In FIG. 1, nitrogen may be supplied from the nitrogen supply pipe 117 to the water-pressurizing tank 111. In this manner, water to which other gases or chemicals (for example, CO2, O3, N2, O2, H2, alkalis, acids, surface active agents and the like) are added may be used to enhance the cleaning power or polishing or grinding rates. Although the pure water is mixed with nitrogen or the like in this embodiment, it is to be appreciated that pure water may only be supplied to the nozzle 101.

Nozzle Configuration

FIGS. 2 (a), (b) and (c) illustrate, in section, specific examples of nozzle configurations preferably used in one embodiment of a device for treating objects according to the present invention.

First, the nozzle 101a in FIG. 2 (a) has two flow channels (121 and 123) that are connected for letting in fluids from outside into internal space a3 of an approximately cylindrical nozzle body a1 having its top closed, the internal space a3 by way of which such fluids are passed where the fluids are mixed, and an outlet a2 circular in section for blowing out the mixed fluids downward. Two outlets (v1 and w1) are provided on the inner wall of the nozzle body a1, through which the fluids are let into the internal space a3.

The outlet v1 is connected through a pressure hose (flow channel) 123 to a water vapor supplier 113 to spurt water vapor and the outlet w1 is connected through a pressure hose (flow channel) 121 to a water-pressurizing tank 111 to spurt pure water (DIW) so that the water vapor and the pure water may be mixed in the internal space a3 to be blown out from the outlet a2.

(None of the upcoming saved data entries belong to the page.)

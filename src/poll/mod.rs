//! Bounded fixed-interval polling.
//!
//! [`poll_until`] repeatedly runs a probe until it reports
//! [`Attempt::Ready`], sleeping a fixed interval between attempts. The probe
//! decides what "ready" means, so the same primitive waits for existence,
//! state membership, and structural status matches.

use std::future::Future;
use std::time::Duration;

use thiserror::Error;
use tokio::time::sleep;
use tracing::debug;

/// Default delay between poll attempts.
pub const DEFAULT_POLL_INTERVAL: Duration = Duration::from_secs(1);

/// Default number of attempts before a wait times out.
pub const DEFAULT_MAX_ATTEMPTS: u32 = 180;

/// Interval and attempt ceiling applied to a wait.
#[derive(Clone, Copy, Debug, Eq, PartialEq)]
pub struct PollPolicy {
    /// Delay between consecutive attempts.
    pub interval: Duration,
    /// Maximum number of probe invocations.
    pub max_attempts: u32,
}

impl PollPolicy {
    /// Creates a policy with the given interval and attempt ceiling.
    #[must_use]
    pub const fn new(interval: Duration, max_attempts: u32) -> Self {
        Self {
            interval,
            max_attempts,
        }
    }

    /// Returns a policy that never sleeps between attempts.
    #[must_use]
    pub const fn immediate(max_attempts: u32) -> Self {
        Self::new(Duration::ZERO, max_attempts)
    }
}

impl Default for PollPolicy {
    fn default() -> Self {
        Self::new(DEFAULT_POLL_INTERVAL, DEFAULT_MAX_ATTEMPTS)
    }
}

/// Outcome of a single probe invocation.
#[derive(Clone, Debug, Eq, PartialEq)]
pub enum Attempt<T> {
    /// The awaited condition holds; polling stops with this value.
    Ready(T),
    /// The condition does not hold yet. The description of what was
    /// observed is reported if the wait times out.
    Pending(String),
}

/// Errors raised by [`poll_until`].
#[derive(Debug, Error, Eq, PartialEq)]
pub enum PollError<E>
where
    E: std::error::Error + 'static,
{
    /// Raised when every attempt completed without the condition holding.
    #[error("timed out waiting for {condition} after {attempts} attempts; last observed: {last_observed}")]
    Timeout {
        /// Description of the awaited condition.
        condition: String,
        /// Number of probe invocations made.
        attempts: u32,
        /// Description reported by the final pending attempt.
        last_observed: String,
    },
    /// Raised when the probe itself fails. Probe failures are not retried.
    #[error(transparent)]
    Probe(E),
}

/// Runs `probe` until it reports [`Attempt::Ready`] or the policy's attempt
/// ceiling is reached.
///
/// The interval is slept between attempts only, never after the final one.
///
/// # Errors
///
/// Returns [`PollError::Timeout`] when no attempt succeeds and
/// [`PollError::Probe`] as soon as the probe fails.
pub async fn poll_until<T, E, F, Fut>(
    policy: PollPolicy,
    condition: &str,
    mut probe: F,
) -> Result<T, PollError<E>>
where
    E: std::error::Error + 'static,
    F: FnMut() -> Fut,
    Fut: Future<Output = Result<Attempt<T>, E>>,
{
    let mut last_observed = String::from("nothing observed");

    for attempt in 1..=policy.max_attempts {
        match probe().await.map_err(PollError::Probe)? {
            Attempt::Ready(value) => return Ok(value),
            Attempt::Pending(observed) => {
                debug!(condition, attempt, observed = %observed, "condition not met yet");
                last_observed = observed;
            }
        }

        if attempt < policy.max_attempts {
            sleep(policy.interval).await;
        }
    }

    Err(PollError::Timeout {
        condition: condition.to_owned(),
        attempts: policy.max_attempts,
        last_observed,
    })
}
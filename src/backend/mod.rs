//! Volume backend abstraction for the block-storage platform.
//!
//! The lifecycle controller only needs a narrow slice of the storage API:
//! volume and backup lookups plus a handful of commands. [`VolumeBackend`]
//! captures that slice so the HTTP client can be swapped for a scripted
//! double in tests.

use std::collections::BTreeMap;
use std::fmt;
use std::future::Future;
use std::pin::Pin;

use serde::{Deserialize, Deserializer, Serialize};
use thiserror::Error;

use crate::status::KubernetesStatus;

/// Backup label holding the JSON-encoded Kubernetes status of the volume at
/// backup time.
pub const KUBERNETES_STATUS_LABEL: &str = "KubernetesStatus";

/// Lifecycle state reported for a volume.
#[derive(Clone, Debug, Default, Deserialize, Eq, PartialEq, Serialize)]
#[serde(from = "String", into = "String")]
pub enum VolumeState {
    /// The volume is still being provisioned.
    #[default]
    Creating,
    /// The volume is ready and not attached to a node.
    Detached,
    /// The volume is ready and attached to a node.
    Attached,
    /// Any state this tool does not act on.
    Other(String),
}

impl VolumeState {
    /// Returns the wire representation of the state.
    #[must_use]
    pub fn as_str(&self) -> &str {
        match self {
            Self::Creating => "creating",
            Self::Detached => "detached",
            Self::Attached => "attached",
            Self::Other(value) => value,
        }
    }

    /// Returns `true` for the states in which the volume can be wired up.
    #[must_use]
    pub const fn is_settled(&self) -> bool {
        matches!(self, Self::Attached | Self::Detached)
    }
}

impl From<String> for VolumeState {
    fn from(value: String) -> Self {
        match value.as_str() {
            "creating" => Self::Creating,
            "detached" => Self::Detached,
            "attached" => Self::Attached,
            _ => Self::Other(value),
        }
    }
}

impl From<VolumeState> for String {
    fn from(value: VolumeState) -> Self {
        value.as_str().to_owned()
    }
}

impl fmt::Display for VolumeState {
    fn fmt(&self, f: &mut fmt::Formatter<'_>) -> fmt::Result {
        f.write_str(self.as_str())
    }
}

/// Backend-side view of a volume.
#[derive(Clone, Debug, Default, Deserialize, Eq, PartialEq, Serialize)]
#[serde(rename_all = "camelCase")]
pub struct VolumeRecord {
    /// Volume name, unique within the backend.
    pub name: String,
    /// Current lifecycle state.
    #[serde(default)]
    pub state: VolumeState,
    /// PV/PVC binding status tracked by the backend.
    #[serde(default)]
    pub kubernetes_status: KubernetesStatus,
}

/// Backup volume summary, grouping every backup taken of one volume.
#[derive(Clone, Debug, Default, Deserialize, Eq, PartialEq, Serialize)]
#[serde(rename_all = "camelCase")]
pub struct BackupVolume {
    /// Name of the backed-up volume.
    pub name: String,
    /// Name of the most recent backup, empty when none completed.
    #[serde(default)]
    pub last_backup_name: String,
    /// Labels copied from the latest backup.
    #[serde(default, deserialize_with = "null_as_empty")]
    pub labels: BTreeMap<String, String>,
}

impl BackupVolume {
    /// Decodes the Kubernetes status stored in the backup labels.
    ///
    /// # Errors
    ///
    /// Returns [`BackendError::Decode`] when the label is not valid JSON.
    pub fn recovered_status(&self) -> Result<Option<KubernetesStatus>, BackendError> {
        decode_status_label(&self.labels, &self.name)
    }
}

/// A single backup that a volume can be restored from.
#[derive(Clone, Debug, Default, Deserialize, Eq, PartialEq, Serialize)]
#[serde(rename_all = "camelCase")]
pub struct Backup {
    /// Backup name.
    pub name: String,
    /// Backup target URL passed as `fromBackup` when restoring.
    pub url: String,
    /// Labels recorded when the backup was taken.
    #[serde(default, deserialize_with = "null_as_empty")]
    pub labels: BTreeMap<String, String>,
}

impl Backup {
    /// Decodes the Kubernetes status stored in the backup labels.
    ///
    /// # Errors
    ///
    /// Returns [`BackendError::Decode`] when the label is not valid JSON.
    pub fn recovered_status(&self) -> Result<Option<KubernetesStatus>, BackendError> {
        decode_status_label(&self.labels, &self.name)
    }
}

fn decode_status_label(
    labels: &BTreeMap<String, String>,
    owner: &str,
) -> Result<Option<KubernetesStatus>, BackendError> {
    let Some(raw) = labels.get(KUBERNETES_STATUS_LABEL) else {
        return Ok(None);
    };
    serde_json::from_str(raw)
        .map(Some)
        .map_err(|err| BackendError::Decode {
            operation: format!("{KUBERNETES_STATUS_LABEL} label of {owner}"),
            message: err.to_string(),
        })
}

/// Parameters for creating a volume.
#[derive(Clone, Debug, Eq, PartialEq)]
pub struct CreateVolumeRequest {
    /// Volume name.
    pub name: String,
    /// Size as a quantity string (`10Gi`) or byte count.
    pub size: String,
    /// Backup URL to restore from, if any.
    pub from_backup: Option<String>,
}

impl CreateVolumeRequest {
    /// Requests an empty volume.
    #[must_use]
    pub fn empty(name: impl Into<String>, size: impl Into<String>) -> Self {
        Self {
            name: name.into(),
            size: size.into(),
            from_backup: None,
        }
    }

    /// Requests a volume restored from `backup_url`.
    #[must_use]
    pub fn from_backup(
        name: impl Into<String>,
        size: impl Into<String>,
        backup_url: impl Into<String>,
    ) -> Self {
        Self {
            name: name.into(),
            size: size.into(),
            from_backup: Some(backup_url.into()),
        }
    }
}

/// Errors raised by volume backends.
#[derive(Clone, Debug, Error, Eq, PartialEq)]
pub enum BackendError {
    /// Raised when the request could not be sent or the response not read.
    #[error("{operation} request failed: {message}")]
    Transport {
        /// Operation being performed.
        operation: String,
        /// Transport error message.
        message: String,
    },
    /// Raised when the backend rejects a command because the object it
    /// would create already exists.
    #[error("{operation} rejected, object already exists: {message}")]
    AlreadyExists {
        /// Operation being performed.
        operation: String,
        /// Message returned by the backend.
        message: String,
    },
    /// Raised for any other non-success response.
    #[error("{operation} failed with status {status}: {message}")]
    Api {
        /// Operation being performed.
        operation: String,
        /// HTTP status code.
        status: u16,
        /// Message returned by the backend.
        message: String,
    },
    /// Raised when a response or embedded document cannot be decoded.
    #[error("failed to decode {operation}: {message}")]
    Decode {
        /// Operation or document being decoded.
        operation: String,
        /// Parser error message.
        message: String,
    },
}

impl BackendError {
    /// Returns `true` when the error reports an object that already exists.
    #[must_use]
    pub const fn is_already_exists(&self) -> bool {
        matches!(self, Self::AlreadyExists { .. })
    }
}

/// Longhorn sends `null` for an unset label map.
fn null_as_empty<'de, D>(deserializer: D) -> Result<BTreeMap<String, String>, D::Error>
where
    D: Deserializer<'de>,
{
    Ok(Option::deserialize(deserializer)?.unwrap_or_default())
}

/// Future returned by backend operations.
pub type BackendFuture<'a, T, E> = Pin<Box<dyn Future<Output = Result<T, E>> + Send + 'a>>;

/// Operations consumed from the block-storage backend.
pub trait VolumeBackend {
    /// Lists every backup volume known to the backup target.
    fn list_backup_volumes(&self) -> BackendFuture<'_, Vec<BackupVolume>, BackendError>;

    /// Returns the most recent backup of `volume`, if any exists.
    fn last_backup<'a>(
        &'a self,
        volume: &'a str,
    ) -> BackendFuture<'a, Option<Backup>, BackendError>;

    /// Lists every volume.
    fn list_volumes(&self) -> BackendFuture<'_, Vec<VolumeRecord>, BackendError>;

    /// Fetches a single volume, returning `None` when it does not exist.
    fn get_volume<'a>(
        &'a self,
        name: &'a str,
    ) -> BackendFuture<'a, Option<VolumeRecord>, BackendError>;

    /// Creates a volume, optionally restoring it from a backup.
    fn create_volume<'a>(
        &'a self,
        request: &'a CreateVolumeRequest,
    ) -> BackendFuture<'a, VolumeRecord, BackendError>;

    /// Asks the backend to create a PersistentVolume for `volume`.
    fn create_pv<'a>(
        &'a self,
        volume: &'a str,
        pv_name: &'a str,
        fs_type: &'a str,
    ) -> BackendFuture<'a, (), BackendError>;

    /// Asks the backend to create a PersistentVolumeClaim for `volume`.
    fn create_pvc<'a>(
        &'a self,
        volume: &'a str,
        namespace: &'a str,
        pvc_name: &'a str,
    ) -> BackendFuture<'a, (), BackendError>;

    /// Attaches a recurring-job group to `volume`.
    fn add_recurring_job_group<'a>(
        &'a self,
        volume: &'a str,
        group: &'a str,
    ) -> BackendFuture<'a, (), BackendError>;
}

#[cfg(test)]
mod tests {
    use super::*;
    use crate::status::PvStatus;

    #[test]
    fn volume_state_round_trips_unknown_values() {
        let state = VolumeState::from(String::from("attaching"));
        assert_eq!(state, VolumeState::Other(String::from("attaching")));
        assert_eq!(String::from(state), "attaching");
        assert!(!VolumeState::Creating.is_settled());
        assert!(VolumeState::Detached.is_settled());
        assert!(VolumeState::Attached.is_settled());
    }

    #[test]
    fn volume_record_deserialises_longhorn_shape() {
        let payload = r#"{
            "name": "pvc-a",
            "state": "detached",
            "size": "10737418240",
            "kubernetesStatus": {"pvName": "pvc-a", "pvStatus": "Available"}
        }"#;
        let record: VolumeRecord =
            serde_json::from_str(payload).unwrap_or_else(|err| panic!("parse volume: {err}"));

        assert_eq!(record.state, VolumeState::Detached);
        assert_eq!(
            record.kubernetes_status.pv_status,
            PvStatus::One(String::from("Available"))
        );
    }

    #[test]
    fn backup_recovers_status_label() {
        let backup = Backup {
            name: String::from("backup-1"),
            url: String::from("s3://bucket@region/?backup=backup-1&volume=pvc-b"),
            labels: BTreeMap::from([(
                String::from(KUBERNETES_STATUS_LABEL),
                String::from(r#"{"pvName":"pvc-b","pvcName":"data","namespace":"apps"}"#),
            )]),
        };

        let status = backup
            .recovered_status()
            .unwrap_or_else(|err| panic!("decode label: {err}"))
            .unwrap_or_else(|| panic!("label should be present"));
        assert_eq!(status.pvc_name, "data");
        assert_eq!(status.namespace, "apps");
    }

    #[test]
    fn null_labels_decode_as_empty() {
        let volume: BackupVolume = serde_json::from_str(
            r#"{"name":"pvc-a","lastBackupName":"backup-1","labels":null}"#,
        )
        .unwrap_or_else(|err| panic!("parse backup volume: {err}"));
        assert!(volume.labels.is_empty());
        assert_eq!(volume.last_backup_name, "backup-1");
        assert_eq!(volume.recovered_status(), Ok(None));

        let backup: Backup = serde_json::from_str(
            r#"{"name":"backup-1","url":"s3://b/?backup=backup-1","labels":null}"#,
        )
        .unwrap_or_else(|err| panic!("parse backup: {err}"));
        assert!(backup.labels.is_empty());
    }

    #[test]
    fn missing_status_label_recovers_nothing() {
        let backup = BackupVolume {
            name: String::from("pvc-c"),
            ..BackupVolume::default()
        };
        assert_eq!(backup.recovered_status(), Ok(None));
    }

    #[test]
    fn malformed_status_label_is_a_decode_error() {
        let backup = BackupVolume {
            name: String::from("pvc-d"),
            last_backup_name: String::new(),
            labels: BTreeMap::from([(
                String::from(KUBERNETES_STATUS_LABEL),
                String::from("{not json"),
            )]),
        };
        assert!(matches!(
            backup.recovered_status(),
            Err(BackendError::Decode { .. })
        ));
    }
}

In FIG. 2 (a), the outlets (v1 and w1) provided open into the nozzle 101a, first v1 and then w1, in the order of proximity to the downward outlet a2 are positioned in such a manner that they are perpendicular to the direction of spurting from the outlet a2. The profile (section) of the outlet of the nozzle in one example may be in the shape of a slit-like flattened ellipse or rectangle with a sectional area of 12 mm2 corresponding to 2 mm×6 mm. When spurting is made from the outlet to an object, a guide member may be provided to adjust the downwardly flared spray angle, which may be 120°, for example.

A nozzle 101b in FIG. 2 (b) has an approximately cylindrical nozzle body b1 having a released (opened) part of its top and side. Internal space b3 of the body has two flow channels (121′ and 123′) connected for letting in respective fluids from the top and side on the plane of the drawing. The fluids are spurted into the internal space b3 to be mixed before being blown out downwardly from the outlet b2.

An outlet v2 provided open on the top of the nozzle body b1 is connected through a pressure hose (flow channel) 123′ to a water vapor supplier 113 to spurt water vapor therethrough. Pure water (DIW) is led by a pressure hose (flow channel) 121′ connected to a water-pressurizing tank 111 through an outlet w2 provided open on part of the sidewall of the nozzle body b1 to be spurted into the internal space b3.

A nozzle 101c in FIG. 2 (c) has an approximately cylindrical nozzle body c1 having a released (opened) part of its top and side. Internal space c3 of the body has two flow channels (121″ and 123″) connected for letting in respective fluids from the top and side on the plane of the drawing. The flow channel 123″ provided on the side of the nozzle body c1 spurts a fluid through its outlet v3 into the internal space c3 and the flow channel 121″ penetrates into the internal space c3 from above the nozzle body c1, having an outlet w3 at a position lower in the internal space c3 to spurt a fluid therethrough. The fluids are spurted into the internal space c3 from the outlets v3 and w3 to be mixed at a position lower in the internal space c3 before being blown out downwardly through an outlet c3.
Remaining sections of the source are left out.